Since I started this shearing project a little on-the-fly, I didn’t have any sheep shears… so I used some orange handled Fiskars scissors. It’s what I do with the rabbits.For the most part they look good, but poor Bolverk looks a little odd. Cami says he “has his shirt off” and is “wearing puffy pants”. Sure, Cami, sure.
I’ll have to weigh what each of my adults gave me once I finish Bolverk’s haircut.
Sunday afternoon Bridgit kidded triplets! I knew there had to be more an just twins in there, she was a blimp. I was able to witness my first goat birth as well. It was creepy, but awesome! Basically, there is a lot of gross, slimy stuff you don’t want to know about, then this big blob comes out. Once Bridgit started licking the blob, it moved! All of the sudden it started looking more like a goat kid and less like a blob. Almost as if definition came to its face and legs and body as I watched it. Like I said, creepy, but awesome.
Now we’re just waiting for Luna to kid hers.
Tan and white, Buck.
Black and white, doe.
Today we are working on our new cob oven. Most of it will be the same as our last cob oven design, as far as the size. This time, however, we are building it from natural clay, instead of man-made “fire clay”, and we are building the base structure larger so we can fit plates or a cutting board on it without needing an additional table. Our base is constructed of old bricks that used to make a path leading to the side door on the house.

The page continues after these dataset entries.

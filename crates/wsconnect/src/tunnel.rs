//! HTTP CONNECT tunnel dialer.
//!
//! Opens the WebSocket through a forward proxy by:
//! 1. Connecting to the proxy over TCP
//! 2. Sending `CONNECT host:port` with the request's `Proxy-*` headers
//! 3. Reading the proxy's status line and headers
//! 4. Running TLS over the tunnel for `wss` targets
//! 5. Performing the WebSocket upgrade with the remaining headers
//!
//! All five steps share one handshake deadline.

use crate::dial::{DialError, DialRequest, UpgradeDialer};
use crate::error::BoxError;
use crate::tls;
use http::{HeaderMap, HeaderName, HeaderValue, StatusCode};
use std::io;
use std::pin::Pin;
use std::task::{Context, Poll};
use tokio::io::{
    AsyncBufRead, AsyncBufReadExt, AsyncRead, AsyncReadExt, AsyncWrite, AsyncWriteExt, BufReader,
    ReadBuf,
};
use tokio::net::TcpStream;
use tokio_rustls::client::TlsStream;
use tokio_tungstenite::tungstenite::client::IntoClientRequest;
use tokio_tungstenite::tungstenite::Error as WsError;
use tokio_tungstenite::WebSocketStream;
use tracing::debug;
use zeroize::Zeroizing;

/// Maximum total size of the proxy's CONNECT response head, status line
/// included (64 KiB).
const MAX_HEADER_SIZE: usize = 64 * 1024;

/// Live WebSocket carried over the proxy tunnel.
pub type Channel = WebSocketStream<TunnelStream>;

/// The tunnel beneath the WebSocket: raw for `ws`, TLS for `wss`.
pub enum TunnelStream {
    Plain(TcpStream),
    Tls(Box<TlsStream<TcpStream>>),
}

impl AsyncRead for TunnelStream {
    fn poll_read(
        self: Pin<&mut Self>,
        cx: &mut Context<'_>,
        buf: &mut ReadBuf<'_>,
    ) -> Poll<io::Result<()>> {
        match self.get_mut() {
            TunnelStream::Plain(s) => Pin::new(s).poll_read(cx, buf),
            TunnelStream::Tls(s) => Pin::new(s.as_mut()).poll_read(cx, buf),
        }
    }
}

impl AsyncWrite for TunnelStream {
    fn poll_write(
        self: Pin<&mut Self>,
        cx: &mut Context<'_>,
        buf: &[u8],
    ) -> Poll<io::Result<usize>> {
        match self.get_mut() {
            TunnelStream::Plain(s) => Pin::new(s).poll_write(cx, buf),
            TunnelStream::Tls(s) => Pin::new(s.as_mut()).poll_write(cx, buf),
        }
    }

    fn poll_flush(self: Pin<&mut Self>, cx: &mut Context<'_>) -> Poll<io::Result<()>> {
        match self.get_mut() {
            TunnelStream::Plain(s) => Pin::new(s).poll_flush(cx),
            TunnelStream::Tls(s) => Pin::new(s.as_mut()).poll_flush(cx),
        }
    }

    fn poll_shutdown(self: Pin<&mut Self>, cx: &mut Context<'_>) -> Poll<io::Result<()>> {
        match self.get_mut() {
            TunnelStream::Plain(s) => Pin::new(s).poll_shutdown(cx),
            TunnelStream::Tls(s) => Pin::new(s.as_mut()).poll_shutdown(cx),
        }
    }
}

/// Dialer that tunnels through an HTTP forward proxy with `CONNECT`.
#[derive(Debug, Default, Clone, Copy)]
pub struct TunnelDialer;

impl TunnelDialer {
    #[must_use]
    pub fn new() -> Self {
        Self
    }
}

impl UpgradeDialer for TunnelDialer {
    type Channel = Channel;

    async fn dial(&self, request: DialRequest) -> Result<Channel, DialError> {
        let timeout = request.handshake_timeout;
        match tokio::time::timeout(timeout, handshake(&request)).await {
            Ok(result) => result,
            Err(_) => Err(transport(format!(
                "handshake did not complete within {}s",
                timeout.as_secs()
            ))),
        }
    }
}

async fn handshake(request: &DialRequest) -> Result<Channel, DialError> {
    let tunnel = open_tunnel(request).await?;

    let stream = if request.target.scheme() == "wss" {
        let connector =
            tls::connector(request.certificate_verification).map_err(transport)?;
        let server_name =
            rustls::pki_types::ServerName::try_from(tls_host(request.target.host()).to_string())
                .map_err(|_| transport("invalid server name for TLS"))?;
        let tls_stream = connector
            .connect(server_name, tunnel)
            .await
            .map_err(|e| transport(format!("TLS handshake failed: {}", e)))?;
        TunnelStream::Tls(Box::new(tls_stream))
    } else {
        TunnelStream::Plain(tunnel)
    };

    let mut upgrade = request
        .target
        .url()
        .as_str()
        .into_client_request()
        .map_err(transport)?;
    for (name, value) in &request.headers {
        if !is_proxy_header(name) {
            upgrade.headers_mut().append(name.clone(), value.clone());
        }
    }

    match tokio_tungstenite::client_async(upgrade, stream).await {
        Ok((channel, response)) => {
            debug!(
                "WebSocket upgrade to {} completed with status {}",
                request.target.url(),
                response.status()
            );
            Ok(channel)
        }
        Err(WsError::Http(response)) => Err(DialError::Rejected {
            status: response.status(),
            headers: response.headers().clone(),
            source: format!("{} did not switch protocols", request.target.url()).into(),
        }),
        Err(e) => Err(transport(e)),
    }
}

/// Connect to the proxy and ask it for a tunnel to the target.
async fn open_tunnel(request: &DialRequest) -> Result<TcpStream, DialError> {
    let proxy = &request.proxy;
    if proxy.scheme() != "http" {
        return Err(transport(format!(
            "unsupported proxy scheme '{}'",
            proxy.scheme()
        )));
    }

    let proxy_addr = format!("{}:{}", proxy.host(), proxy.port());
    let mut stream = TcpStream::connect(&proxy_addr)
        .await
        .map_err(|e| transport(format!("cannot connect to proxy {}: {}", proxy_addr, e)))?;

    let authority = format!("{}:{}", request.target.host(), request.target.port());
    debug!("Sending CONNECT {} to proxy {}", authority, proxy_addr);
    let connect_req = build_connect_request(&authority, &request.headers);
    stream
        .write_all(&connect_req)
        .await
        .map_err(|e| transport(format!("failed to send CONNECT to proxy: {}", e)))?;

    let mut buf_reader = BufReader::new(&mut stream);
    let mut budget = MAX_HEADER_SIZE as u64;
    let status_line = read_head_line(&mut buf_reader, &mut budget, "response").await?;
    if status_line.is_empty() {
        return Err(transport("proxy closed the connection without responding"));
    }
    let status = parse_status_code(&String::from_utf8_lossy(&status_line))?;

    let mut headers = HeaderMap::new();
    loop {
        let line = read_head_line(&mut buf_reader, &mut budget, "response headers").await?;
        if trim_ascii(&line).is_empty() {
            break;
        }
        parse_header_line(&line, &mut headers);
    }

    if !status.is_success() {
        debug!("Proxy rejected CONNECT {} with status {}", authority, status);
        return Err(DialError::Rejected {
            status,
            headers,
            source: format!("proxy rejected CONNECT to {}", authority).into(),
        });
    }

    let read_ahead = !buf_reader.buffer().is_empty();
    drop(buf_reader);
    if read_ahead {
        return Err(transport("proxy sent data before the tunnel was used"));
    }

    debug!("Tunnel to {} established via {}", authority, proxy_addr);
    Ok(stream)
}

/// Read one line of the proxy's response head as raw bytes, charging it
/// against `budget`. An empty result means the proxy closed the connection.
async fn read_head_line<R>(
    reader: &mut R,
    budget: &mut u64,
    part: &str,
) -> Result<Vec<u8>, DialError>
where
    R: AsyncBufRead + Unpin,
{
    let mut line = Vec::new();
    let n = (&mut *reader)
        .take(*budget)
        .read_until(b'\n', &mut line)
        .await
        .map_err(|e| transport(format!("failed to read proxy {}: {}", part, e)))?;
    *budget = budget.saturating_sub(n as u64);
    if *budget == 0 && !line.ends_with(b"\n") {
        return Err(transport("proxy response headers too large"));
    }
    Ok(line)
}

/// Serialize the CONNECT request. Only `Proxy-*` headers are sent to the
/// proxy; the buffer is zeroed on drop because it carries the credential.
fn build_connect_request(authority: &str, headers: &HeaderMap) -> Zeroizing<Vec<u8>> {
    let mut req = Zeroizing::new(Vec::with_capacity(256));
    req.extend_from_slice(
        format!("CONNECT {} HTTP/1.1\r\nHost: {}\r\n", authority, authority).as_bytes(),
    );
    for (name, value) in headers {
        if is_proxy_header(name) {
            req.extend_from_slice(name.as_str().as_bytes());
            req.extend_from_slice(b": ");
            req.extend_from_slice(value.as_bytes());
            req.extend_from_slice(b"\r\n");
        }
    }
    req.extend_from_slice(b"\r\n");
    req
}

fn is_proxy_header(name: &HeaderName) -> bool {
    name.as_str().starts_with("proxy-")
}

/// Parse HTTP status code from a response line.
fn parse_status_code(line: &str) -> Result<StatusCode, DialError> {
    let parts: Vec<&str> = line.split_whitespace().collect();
    if parts.len() < 2 || !parts[0].starts_with("HTTP/") {
        return Err(transport(format!(
            "malformed HTTP response from proxy: {}",
            line.trim_end()
        )));
    }
    StatusCode::from_bytes(parts[1].as_bytes()).map_err(|_| {
        transport(format!(
            "invalid status code in proxy response: {}",
            line.trim_end()
        ))
    })
}

/// Add one `Name: value` line to `headers`; lines that are not valid
/// headers are skipped. Values may carry non-UTF-8 bytes.
fn parse_header_line(line: &[u8], headers: &mut HeaderMap) {
    let Some(colon) = line.iter().position(|&b| b == b':') else {
        debug!("Skipping malformed proxy header line");
        return;
    };
    let (name, value) = (trim_ascii(&line[..colon]), trim_ascii(&line[colon + 1..]));
    match (HeaderName::from_bytes(name), HeaderValue::from_bytes(value)) {
        (Ok(name), Ok(value)) => {
            headers.append(name, value);
        }
        _ => debug!(
            "Skipping invalid proxy header {}",
            String::from_utf8_lossy(name)
        ),
    }
}

fn trim_ascii(bytes: &[u8]) -> &[u8] {
    let start = bytes
        .iter()
        .position(|b| !b.is_ascii_whitespace())
        .unwrap_or(bytes.len());
    let end = bytes
        .iter()
        .rposition(|b| !b.is_ascii_whitespace())
        .map_or(start, |i| i + 1);
    &bytes[start..end]
}

/// `url` brackets IPv6 literals; rustls wants the bare address.
fn tls_host(host: &str) -> &str {
    host.trim_start_matches('[').trim_end_matches(']')
}

fn transport(e: impl Into<BoxError>) -> DialError {
    DialError::Transport(e.into())
}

When we first moved in a year ago, we moved most of the bricks to form a new path leading to the front door; a much more natural looking pathway.
All we need to do now is: fill in the base with fire-proof material, top it all off with a layer of brick to form the top of the “box” base, then construct a form out of sand, layer on the cob (clay and chopped straw mix), let it dry, scoop out the sand, and call it done. Easy peasy.
I’m thinking of using some of my scrap tile to make a design on the cob oven.